Ngaanyatjarra elder attends Indigenous Conference in Hawaii

Kirstyn March, Rebecca Brewin ABC Goldfields 18 June 2014

Warburton elder Daisy Ward recently left Australia for the first time to attend the World Indigenous Peoples Conference on Education.

Elder Daisy Ward in Warburton
Elder Daisy Ward in Warburton, in the Ngaanyatjarra Lands. (Rebecca Brewin - ABC Goldfields)

Daisy Ward has worked in Indigenous education for two decades and said leaving the country for the first time was nerve wracking.

"It was scary, a different feeling, but I was willing to learn.

"I learnt a lot things like about Indigenous schools where only Indigenous language is spoken, including the teachers.

"We talked about how we could work together with families, to get them to come in and support their children in school."

Indigenous people from all over the world attended the conference.

"There were lots of people and everybody had their own language, they were all truly indigenous people, they had to bring in interpreters and I was thinking 'wow'.

"When I went there it was a good feeling, they welcomed me from a strange country, a different country background, the central desert in Australia."

Miss Ward said travelling overseas was scary at first.

"I haven't been overseas, this was the first time, going through security it was scary.

"Going into the departure lounge in Sydney and looking at all these people standing in uniforms looking at me I was thinking 'what should I do here'.

"Waikiki is where there are lots of tourists, all different people.

"I could see the ocean all nice blue and green and you could see the bottom.

"They told me to go swimming but I said 'sorry, I don't do that, I'm a desert woman'.

"There were lots of people asking me where I come from and I said 'I come from the centre of Australia'."

Miss Ward said she was hoping her experiences would help tackle truancy in the Lands.

"I was so amazed to see that attendance was high (in other Indigenous areas) in pre-primary to high school, all the children in the community were at school and I thought 'how can we do this?'.

"Attendance is going up in the lands in smaller communities, we have truancy offers that go around."

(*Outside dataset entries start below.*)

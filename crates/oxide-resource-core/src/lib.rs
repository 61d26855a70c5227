//! # oxide-resource-core
//!
//! Declarative resource models and the relationship algebra behind them.
//!
//! A resource is described by a name, typed attributes, meta fields and
//! typed relationships to other resources. This crate turns a set of such
//! descriptions into cross-linked [`ResourceDefinition`]s:
//!
//! - **Validation** rejects structurally invalid descriptions, reporting
//!   every issue at once
//! - **Normalization** expands shorthand and fills defaults
//! - **Inference** makes every relationship visible from both ends
//! - **Dependency ordering** sorts resources so referenced tables come first
//! - **Definitions** precompute names and resolve where each relationship's
//!   key is stored
//!
//! # Example
//!
//! ```rust
//! use oxide_resource_core::{compile_models, DefinitionSet, RawResource};
//! use serde_json::json;
//!
//! let raw = vec![
//!     RawResource::from_value(json!({
//!         "name": "cat",
//!         "relationships": {
//!             "owner": { "resource": "person", "cardinality": "many-to-one" }
//!         }
//!     }))
//!     .unwrap(),
//!     RawResource::named("person"),
//! ];
//!
//! let models = compile_models(raw).unwrap();
//! let definitions = DefinitionSet::build(models).unwrap();
//!
//! let person = definitions.get("person").unwrap();
//! assert!(person.relationship("cats").is_some());
//! ```

pub mod definition;
pub mod error;
pub mod graph;
pub mod inference;
pub mod loader;
pub mod model;
pub mod naming;
pub mod normalize;
pub mod raw;
pub mod validation;

pub use definition::{
    AssociativeSide, DefinitionId, DefinitionSet, FieldDefinition, RelationshipDefinition,
    ResourceDefinition, Storage, VirtualSource,
};
pub use error::{ModelIssue, ResourceError, Result};
pub use graph::DependencyGraph;
pub use model::{
    Actions, Attribute, BuiltInMeta, Cardinality, Pagination, Relationship, ResourceModel,
};
pub use naming::Ident;
pub use raw::{RawAttribute, RawPagination, RawRelationship, RawResource};

/// Validates, normalizes and completes a set of raw descriptions.
///
/// The result has every inverse relationship present and is ready for
/// [`DefinitionSet::build`] and [`DependencyGraph::from_models`].
pub fn compile_models(raw: Vec<RawResource>) -> Result<Vec<ResourceModel>> {
    validation::validate(&raw)?;
    let mut models: Vec<ResourceModel> = raw.into_iter().map(normalize::normalize).collect();
    inference::infer_relationships(&mut models);
    Ok(models)
}
//! Canonical, fully-defaulted resource models.
//!
//! A [`ResourceModel`] is what the normalizer produces from a
//! [`RawResource`](crate::raw::RawResource). Every field is present; its
//! serialized form is itself a valid raw description, so normalizing it
//! again yields the same model.

use std::collections::{BTreeMap, BTreeSet};

use serde::{Deserialize, Serialize};

/// Default page size when pagination omits one.
pub const DEFAULT_PAGE_SIZE: u32 = 10;

/// Default (one-indexed) page number when pagination omits one.
pub const DEFAULT_PAGE_NUMBER: u32 = 1;

/// A typed column description shared by attributes and meta fields.
#[derive(Debug, Clone, PartialEq, Serialize, Deserialize)]
pub struct Attribute {
    /// Database type literal, emitted verbatim (e.g. `text`, `varchar(64)`).
    #[serde(rename = "type")]
    pub sql_type: String,
    /// Whether the column accepts NULL.
    pub nullable: bool,
    /// Column default, if any.
    pub default: Option<serde_json::Value>,
}

impl Attribute {
    /// A nullable attribute with no default.
    #[must_use]
    pub fn new(sql_type: impl Into<String>) -> Self {
        Self {
            sql_type: sql_type.into(),
            nullable: true,
            default: None,
        }
    }

    /// Marks the attribute NOT NULL.
    #[must_use]
    pub fn not_null(mut self) -> Self {
        self.nullable = false;
        self
    }

    /// Sets the default value.
    #[must_use]
    pub fn default_value(mut self, value: serde_json::Value) -> Self {
        self.default = if value.is_null() { None } else { Some(value) };
        self
    }
}

/// The four supported relationship cardinalities.
#[derive(Debug, Clone, Copy, PartialEq, Eq, Hash, PartialOrd, Ord, Serialize, Deserialize)]
#[serde(rename_all = "kebab-case")]
pub enum Cardinality {
    /// `one-to-one`
    OneToOne,
    /// `one-to-many`
    OneToMany,
    /// `many-to-one`
    ManyToOne,
    /// `many-to-many`
    ManyToMany,
}

impl Cardinality {
    /// The cardinality seen from the other end of the relationship.
    #[must_use]
    pub const fn inverse(self) -> Self {
        match self {
            Self::OneToMany => Self::ManyToOne,
            Self::ManyToOne => Self::OneToMany,
            Self::OneToOne => Self::OneToOne,
            Self::ManyToMany => Self::ManyToMany,
        }
    }

    /// Whether reading this end yields many related ids.
    #[must_use]
    pub const fn is_to_many(self) -> bool {
        matches!(self, Self::OneToMany | Self::ManyToMany)
    }

    /// The literal used in resource documents.
    #[must_use]
    pub const fn as_str(self) -> &'static str {
        match self {
            Self::OneToOne => "one-to-one",
            Self::OneToMany => "one-to-many",
            Self::ManyToOne => "many-to-one",
            Self::ManyToMany => "many-to-many",
        }
    }
}

/// A typed link from one resource to another.
#[derive(Debug, Clone, PartialEq, Eq, Serialize, Deserialize)]
pub struct Relationship {
    /// Related resource name.
    pub resource: String,
    /// Cardinality seen from the declaring resource.
    pub cardinality: Cardinality,
    /// Whether the declaring resource's table carries the key.
    ///
    /// For many-to-many relationships the key lives in an associative
    /// table; `host` then only decides which side names that table.
    pub host: bool,
    /// Whether the key column accepts NULL.
    pub nullable: bool,
    /// On a guest relationship, the host relationship on the related
    /// resource that stores its key. Needed when several host
    /// relationships point back at this resource.
    #[serde(default, skip_serializing_if = "Option::is_none")]
    pub inverse: Option<String>,
}

impl Relationship {
    /// A nullable, host-side relationship.
    #[must_use]
    pub fn new(resource: impl Into<String>, cardinality: Cardinality) -> Self {
        Self {
            resource: resource.into(),
            cardinality,
            host: true,
            nullable: true,
            inverse: None,
        }
    }

    /// Marks the relationship as guest-side.
    #[must_use]
    pub fn guest(mut self) -> Self {
        self.host = false;
        self
    }

    /// Marks the key column NOT NULL.
    #[must_use]
    pub fn not_null(mut self) -> Self {
        self.nullable = false;
        self
    }

    /// Names the host relationship this guest side reads through.
    #[must_use]
    pub fn inverse_of(mut self, relationship: impl Into<String>) -> Self {
        self.inverse = Some(relationship.into());
        self
    }
}

/// CRUD verbs a resource exposes.
#[derive(Debug, Clone, Copy, PartialEq, Eq, Serialize, Deserialize)]
pub struct Actions {
    pub create: bool,
    pub read_one: bool,
    pub read_many: bool,
    pub update: bool,
    pub delete: bool,
}

impl Default for Actions {
    fn default() -> Self {
        Self {
            create: true,
            read_one: true,
            read_many: true,
            update: true,
            delete: true,
        }
    }
}

/// List pagination settings.
#[derive(Debug, Clone, Copy, PartialEq, Eq, Serialize, Deserialize)]
pub struct Pagination {
    pub enabled: bool,
    pub default_page_size: u32,
    pub default_page_number: u32,
}

impl Default for Pagination {
    fn default() -> Self {
        Self {
            enabled: true,
            default_page_size: DEFAULT_PAGE_SIZE,
            default_page_number: DEFAULT_PAGE_NUMBER,
        }
    }
}

impl Pagination {
    /// Pagination turned off, other fields at their defaults.
    #[must_use]
    pub fn disabled() -> Self {
        Self {
            enabled: false,
            ..Self::default()
        }
    }
}

/// Metadata fields maintained by the database itself.
#[derive(Debug, Clone, Copy, PartialEq, Eq, Hash, PartialOrd, Ord, Serialize, Deserialize)]
#[serde(rename_all = "snake_case")]
pub enum BuiltInMeta {
    /// Set once on insert.
    CreatedAt,
    /// Refreshed by a trigger on every update.
    UpdatedAt,
}

impl BuiltInMeta {
    /// Every built-in field, in catalog order.
    pub const ALL: [Self; 2] = [Self::CreatedAt, Self::UpdatedAt];

    /// The meta key this field is stored under.
    #[must_use]
    pub const fn key(self) -> &'static str {
        match self {
            Self::CreatedAt => "created_at",
            Self::UpdatedAt => "updated_at",
        }
    }

    /// The catalog column description.
    #[must_use]
    pub fn attribute(self) -> Attribute {
        match self {
            Self::CreatedAt => Attribute::new("timestamptz")
                .not_null()
                .default_value(serde_json::Value::String("now()".to_string())),
            Self::UpdatedAt => Attribute::new("timestamptz"),
        }
    }
}

/// The canonical description of one resource.
#[derive(Debug, Clone, PartialEq, Serialize, Deserialize)]
pub struct ResourceModel {
    /// Singular name, also the table name.
    pub name: String,
    pub plural_form: String,
    pub attributes: BTreeMap<String, Attribute>,
    /// Stored with the [`META_PREFIX`](crate::naming::META_PREFIX) column prefix.
    pub meta: BTreeMap<String, Attribute>,
    pub relationships: BTreeMap<String, Relationship>,
    pub actions: Actions,
    pub pagination: Pagination,
    pub built_in_meta: BTreeSet<BuiltInMeta>,
}

impl ResourceModel {
    /// Whether the resource opted into the given built-in field.
    #[must_use]
    pub fn has_built_in(&self, meta: BuiltInMeta) -> bool {
        self.built_in_meta.contains(&meta)
    }
}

Miss Ward said she was intrigued by how other Indigenous people got to know their land.

"I was always willing to find out how other Indigenous people, like the Inuit people from Canada, and the native Americans live, how they know the landscape, how they found their way.

"We know the direction in the bush, but looking at icy land, there's no rise, no hills, no trees, how do they know the way?"

Miss Ward said she hoped to attend the next conference in 2017 in Toronto.